(Records drawn from a dataset)
╭──

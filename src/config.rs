//! Handle configuration, optionally loaded from a YAML file.
//!
//! ```yaml
//! bus:
//!   device: /dev/i2c-1
//! eps:
//!   address: 0x2B
//!   timeout: 100ms
//!   unit: flight
//! batteries:
//!   - unit: cs05602
//!   - unit: cs05876
//!     serialize: false
//! ```

use crate::{
    bat, eps,
    telemetry::{BatUnit, EpsUnit},
};
use std::time::Duration;

#[derive(Debug, Clone, PartialEq)]
#[cfg_attr(feature = "serde", derive(serde::Deserialize))]
pub struct EpsConfig {
    #[cfg_attr(feature = "serde", serde(default = "default_eps_address"))]
    pub address: u8,
    #[cfg_attr(
        feature = "serde",
        serde(default = "default_timeout", with = "humantime_serde")
    )]
    pub timeout: Duration,
    #[cfg_attr(feature = "serde", serde(default))]
    pub unit: EpsUnit,
}

fn default_eps_address() -> u8 {
    eps::DEFAULT_ADDRESS
}

fn default_timeout() -> Duration {
    eps::DEFAULT_TIMEOUT
}

impl Default for EpsConfig {
    fn default() -> Self {
        Self {
            address: default_eps_address(),
            timeout: default_timeout(),
            unit: EpsUnit::default(),
        }
    }
}

#[derive(Debug, Clone, PartialEq)]
#[cfg_attr(feature = "serde", derive(serde::Deserialize))]
pub struct BatConfig {
    /// Falls back to the address the unit is strapped to.
    #[cfg_attr(feature = "serde", serde(default))]
    pub address: Option<u8>,
    #[cfg_attr(
        feature = "serde",
        serde(default = "default_bat_timeout", with = "humantime_serde")
    )]
    pub timeout: Duration,
    #[cfg_attr(feature = "serde", serde(default))]
    pub unit: BatUnit,
    /// Hold the bus lock from request to response.
    #[cfg_attr(feature = "serde", serde(default = "default_serialize"))]
    pub serialize: bool,
}

fn default_bat_timeout() -> Duration {
    bat::DEFAULT_TIMEOUT
}

fn default_serialize() -> bool {
    true
}

impl BatConfig {
    pub fn for_unit(unit: BatUnit) -> Self {
        Self {
            address: None,
            timeout: default_bat_timeout(),
            unit,
            serialize: default_serialize(),
        }
    }

    pub fn address(&self) -> u8 {
        self.address.unwrap_or(self.unit.default_address())
    }
}

impl Default for BatConfig {
    fn default() -> Self {
        Self::for_unit(BatUnit::default())
    }
}

#[derive(Debug, Clone, PartialEq)]
#[cfg_attr(feature = "serde", derive(serde::Deserialize))]
pub struct BusConfig {
    #[cfg_attr(feature = "serde", serde(default = "default_device"))]
    pub device: String,
}

fn default_device() -> String {
    String::from("/dev/i2c-1")
}

impl Default for BusConfig {
    fn default() -> Self {
        Self {
            device: default_device(),
        }
    }
}

#[derive(Debug, Clone, PartialEq)]
#[cfg_attr(feature = "serde", derive(serde::Deserialize))]
pub struct Config {
    #[cfg_attr(feature = "serde", serde(default))]
    pub bus: BusConfig,
    #[cfg_attr(feature = "serde", serde(default))]
    pub eps: EpsConfig,
    #[cfg_attr(feature = "serde", serde(default = "default_batteries"))]
    pub batteries: Vec<BatConfig>,
}

fn default_batteries() -> Vec<BatConfig> {
    BatUnit::ALL.into_iter().map(BatConfig::for_unit).collect()
}

impl Default for Config {
    fn default() -> Self {
        Self {
            bus: BusConfig::default(),
            eps: EpsConfig::default(),
            batteries: default_batteries(),
        }
    }
}

#[cfg(feature = "serde")]
#[derive(thiserror::Error, Debug)]
pub enum ConfigError {
    #[error("cannot read config file: {0}")]
    Io(#[from] std::io::Error),

    #[error("invalid config: {0}")]
    Yaml(#[from] serde_yaml::Error),
}

#[cfg(feature = "serde")]
impl Config {
    pub fn from_reader(reader: impl std::io::Read) -> Result<Self, ConfigError> {
        Ok(serde_yaml::from_reader(reader)?)
    }

    pub fn from_file(path: impl AsRef<std::path::Path>) -> Result<Self, ConfigError> {
        let path = path.as_ref();
        log::debug!("Loading config file from {path:?}");
        Self::from_reader(std::fs::File::open(path)?)
    }
}

#[cfg(test)]
mod tests {
    use super::*;

    #[test]
    fn defaults() {
        let config = Config::default();
        assert_eq!(config.bus.device, "/dev/i2c-1");
        assert_eq!(config.eps.address, 0x2B);
        assert_eq!(config.eps.timeout, Duration::from_millis(100));
        assert_eq!(config.eps.unit, EpsUnit::Flight);
        assert_eq!(config.batteries.len(), 2);
        assert_eq!(config.batteries[0].address(), 0x2D);
        assert_eq!(config.batteries[1].address(), 0x2A);
        assert!(config.batteries.iter().all(|bat| bat.serialize));
    }

    #[test]
    fn explicit_battery_address() {
        let config = BatConfig {
            address: Some(0x30),
            ..BatConfig::for_unit(BatUnit::Cs05876)
        };
        assert_eq!(config.address(), 0x30);
    }

    #[cfg(feature = "serde")]
    #[test]
    fn from_yaml() {
        let yaml = "
bus:
  device: /dev/i2c-2
eps:
  timeout: 250ms
  unit: test
batteries:
  - unit: cs05876
    serialize: false
";
        let config = Config::from_reader(yaml.as_bytes()).unwrap();
        assert_eq!(config.bus.device, "/dev/i2c-2");
        assert_eq!(config.eps.address, 0x2B);
        assert_eq!(config.eps.timeout, Duration::from_millis(250));
        assert_eq!(config.eps.unit, EpsUnit::Test);
        assert_eq!(config.batteries.len(), 1);
        assert_eq!(config.batteries[0].address(), 0x2A);
        assert!(!config.batteries[0].serialize);
    }

    #[cfg(feature = "serde")]
    #[test]
    fn empty_yaml_is_default() {
        let config = Config::from_reader("{}".as_bytes()).unwrap();
        assert_eq!(config, Config::default());
    }
}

╰──

▸ The problem
Each entry should be written out again exactly, with no word left out.

▸ Task solution
filename src/config.rs
//! Handle configuration, optionally loaded from a YAML file.
//!
//! ```yaml
//! bus:
//!   device: /dev/i2c-1
//! eps:
//!   address: 0x2B
//!   timeout: 100ms
//!   unit: flight
//! batteries:
//!   - unit: cs05602
//!   - unit: cs05876
//!     serialize: false
//! ```

use crate::{
    bat, eps,
    telemetry::{BatUnit, EpsUnit},
};
use std::time::Duration;

#[derive(Debug, Clone, PartialEq)]
#[cfg_attr(feature = "serde", derive(serde::Deserialize))]
pub struct EpsConfig {
    #[cfg_attr(feature = "serde", serde(default = "default_eps_address"))]
    pub address: u8,
    #[cfg_attr(
        feature = "serde",
        serde(default = "default_timeout", with = "humantime_serde")
    )]
    pub timeout: Duration,
    #[cfg_attr(feature = "serde", serde(default))]
    pub unit: EpsUnit,
}

fn default_eps_address() -> u8 {
    eps::DEFAULT_ADDRESS
}

fn default_timeout() -> Duration {
    eps::DEFAULT_TIMEOUT
}

impl Default for EpsConfig {
    fn default() -> Self {
        Self {
            address: default_eps_address(),
            timeout: default_timeout(),
            unit: EpsUnit::default(),
        }
    }
}

#[derive(Debug, Clone, PartialEq)]
#[cfg_attr(feature = "serde", derive(serde::Deserialize))]
pub struct BatConfig {
    /// Falls back to the address the unit is strapped to.
    #[cfg_attr(feature = "serde", serde(default))]
    pub address: Option<u8>,
    #[cfg_attr(
        feature = "serde",
        serde(default = "default_bat_timeout", with = "humantime_serde")
    )]
    pub timeout: Duration,
    #[cfg_attr(feature = "serde", serde(default))]
    pub unit: BatUnit,
    /// Hold the bus lock from request to response.
    #[cfg_attr(feature = "serde", serde(default = "default_serialize"))]
    pub serialize: bool,
}

fn default_bat_timeout() -> Duration {
    bat::DEFAULT_TIMEOUT
}

fn default_serialize() -> bool {
    true
}

impl BatConfig {
    pub fn for_unit(unit: BatUnit) -> Self {
        Self {
            address: None,
            timeout: default_bat_timeout(),
            unit,
            serialize: default_serialize(),
        }
    }

    pub fn address(&self) -> u8 {
        self.address.unwrap_or(self.unit.default_address())
    }
}

impl Default for BatConfig {
    fn default() -> Self {
        Self::for_unit(BatUnit::default())
    }
}

#[derive(Debug, Clone, PartialEq)]
#[cfg_attr(feature = "serde", derive(serde::Deserialize))]
pub struct BusConfig {
    #[cfg_attr(feature = "serde", serde(default = "default_device"))]
    pub device: String,
}

fn default_device() -> String {
    String::from("/dev/i2c-1")
}

impl Default for BusConfig {
    fn default() -> Self {
        Self {
            device: default_device(),
        }
    }
}

#[derive(Debug, Clone, PartialEq)]
#[cfg_attr(feature = "serde", derive(serde::Deserialize))]
pub struct Config {
    #[cfg_attr(feature = "serde", serde(default))]
    pub bus: BusConfig,
    #[cfg_attr(feature = "serde", serde(default))]
    pub eps: EpsConfig,
    #[cfg_attr(feature = "serde", serde(default = "default_batteries"))]
    pub batteries: Vec<BatConfig>,
}

fn default_batteries() -> Vec<BatConfig> {
    BatUnit::ALL.into_iter().map(BatConfig::for_unit).collect()
}

impl Default for Config {
    fn default() -> Self {
        Self {
            bus: BusConfig::default(),
            eps: EpsConfig::default(),
            batteries: default_batteries(),
        }
    }
}

#[cfg(feature = "serde")]
#[derive(thiserror::Error, Debug)]
pub enum ConfigError {
    #[error("cannot read config file: {0}")]
    Io(#[from] std::io::Error),

    #[error("invalid config: {0}")]
    Yaml(#[from] serde_yaml::Error),
}

#[cfg(feature = "serde")]
impl Config {
    pub fn from_reader(reader: impl std::io::Read) -> Result<Self, ConfigError> {
        Ok(serde_yaml::from_reader(reader)?)
    }

    pub fn from_file(path: impl AsRef<std::path::Path>) -> Result<Self, ConfigError> {
        let path = path.as_ref();
        log::debug!("Loading config file from {path:?}");
        Self::from_reader(std::fs::File::open(path)?)
    }
}

#[cfg(test)]
mod tests {
    use super::*;

    #[test]
    fn defaults() {
        let config = Config::default();
        assert_eq!(config.bus.device, "/dev/i2c-1");
        assert_eq!(config.eps.address, 0x2B);
        assert_eq!(config.eps.timeout, Duration::from_millis(100));
        assert_eq!(config.eps.unit, EpsUnit::Flight);
        assert_eq!(config.batteries.len(), 2);
        assert_eq!(config.batteries[0].address(), 0x2D);
        assert_eq!(config.batteries[1].address(), 0x2A);
        assert!(config.batteries.iter().all(|bat| bat.serialize));
    }

    #[test]
    fn explicit_battery_address() {
        let config = BatConfig {
            address: Some(0x30),
            ..BatConfig::for_unit(BatUnit::Cs05876)
        };
        assert_eq!(config.address(), 0x30);
    }

    #[cfg(feature = "serde")]
    #[test]
    fn from_yaml() {
        let yaml = "
bus:
  device: /dev/i2c-2
eps:
  timeout: 250ms
  unit: test
batteries:
  - unit: cs05876
    serialize: false
";
        let config = Config::from_reader(yaml.as_bytes()).unwrap();
        assert_eq!(config.bus.device, "/dev/i2c-2");
        assert_eq!(config.eps.address, 0x2B);
        assert_eq!(config.eps.timeout, Duration::from_millis(250));
        assert_eq!(config.eps.unit, EpsUnit::Test);
        assert_eq!(config.batteries.len(), 1);
        assert_eq!(config.batteries[0].address(), 0x2A);
        assert!(!config.batteries[0].serialize);
    }

    #[cfg(feature = "serde")]
    #[test]
    fn empty_yaml_is_default() {
        let config = Config::from_reader("{}".as_bytes()).unwrap();
        assert_eq!(config, Config::default());
    }
}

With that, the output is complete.